Re: VM clock stopped after host suspend

Marcelo Tosatti <mtosatti@xxxxxxxxxx> · Thu, 23 Mar 2017 15:54:04 -0300

On Sun, Mar 19, 2017 at 03:42:16PM +0100, Marc Haber wrote:
> Hi,
> 
> I am running a bunch of test VMs on a host (with an AMD Phenom II X6
> 1090T Processor [I am afraid this matters]) using KVM. Host and guest
> OS is Debian unstable, and I'm running home-brewed kernel trying to
> stay close to Greg's stable releases. Disks are encrypted, so
> rebooting the machine from remote is a bit of a pain.
> 
> Since those are just test VMs and the host is also my home desktop
> machine, I suspend the host at night without caring for the VMs.
> Usually, this works fine with the VMs just chugging away again after
> waking up the host.
> 
> However, sometimes it happens that the clock in the VMs stays stopped
> after waking up the host. That means, date, wait 10 seconds, date,
> will yield the same output (the last datestamp of when the host was
> suspended), and a sleep call will never return to the shell.

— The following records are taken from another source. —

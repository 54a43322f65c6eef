use chrono::{DateTime, Utc};
use rust_decimal::Decimal;
use sea_orm::entity::prelude::*;
use serde::{Deserialize, Serialize};

/// The canonical on-hand quantity for a (part, location) pair. One row per
/// pair (unique index). Mutated exclusively through
/// `InventoryService::apply_adjustment`; never recomputed by replaying the
/// ledger.
#[derive(Clone, Debug, PartialEq, DeriveEntityModel, Serialize, Deserialize)]
#[sea_orm(table_name = "inventory_balances")]
pub struct Model {
    #[sea_orm(primary_key, auto_increment = false)]
    pub id: Uuid,
    pub part_id: Uuid,
    pub location_id: Uuid,
    #[sea_orm(column_type = "Decimal(Some((19, 4)))")]
    pub quantity_on_hand: Decimal,
    #[sea_orm(column_type = "Decimal(Some((19, 4)))")]
    pub unit_cost: Option<Decimal>,
    pub created_at: DateTime<Utc>,
    pub updated_at: DateTime<Utc>,
}

#[derive(Copy, Clone, Debug, EnumIter, DeriveRelation)]
pub enum Relation {
    #[sea_orm(
        belongs_to = "super::part::Entity",
        from = "Column::PartId",
        to = "super::part::Column::Id"
    )]
    Part,
    #[sea_orm(
        belongs_to = "super::location::Entity",
        from = "Column::LocationId",
        to = "super::location::Column::Id"
    )]
    Location,
}

impl Related<super::part::Entity> for Entity {
    fn to() -> RelationDef {
        Relation::Part.def()
    }
}

impl Related<super::location::Entity> for Entity {
    fn to() -> RelationDef {
        Relation::Location.def()
    }
}

impl ActiveModelBehavior for ActiveModel {}
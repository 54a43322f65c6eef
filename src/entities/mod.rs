pub mod bom_line;
pub mod inventory_balance;
pub mod ledger_entry;
pub mod location;
pub mod part;
pub mod production_order;
pub mod production_step;
pub mod serialized_unit;
pub mod work_center;
pub mod work_center_allocation;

Ok, so timekeeping in the guest is not functioning: either because
the services provided by the host necessary for timekeeping are 
not functional (such as timer interrupts), or because of a bug in the
guest timekeeping code.

> In this case, the VMs run just normally until they encounter a sleep
> call. In this case, the affected process will just sit still and wait
> for the sleep to return which never happens. If the job is still in
> foreground of shell session, aborting with ctrl-C works.
> 
> Of course this is not a desireable state of operation. The system is
> usually a candidate for the MagicSysRq BUSIER routine since a normal
> shutdown contains sleep calls...
> 
> I tried reproducing this on a test box that is eaasier to reboot to be
> able to bisect, but I was not able to reproduce the issue there. The
> test box has a Sandy Bridge i5 processor, which is the reason that I
> suspect that the CPU type matters. Sadly, I do not have a second
> Phenom available.
> 
> Has anybody ever encountered this situation? Any ideas how to debug
> this?

Never seen this before. To debug i would:

	1) enable the following tracepoints in the host:
		# echo kvm_inj_virq >
		# /sys/kernel/debug/tracing/set_event

	2) enable tracing for the following functions in the guest (for
	   this function, don't remember from the top of my 
	   head how to do it, search for set_ftrace_filter 
	   in the ftrace documentation):

		update_wall_time

This should let you know whether the host or the guest are at
fault.

What version of the host/guest is this again?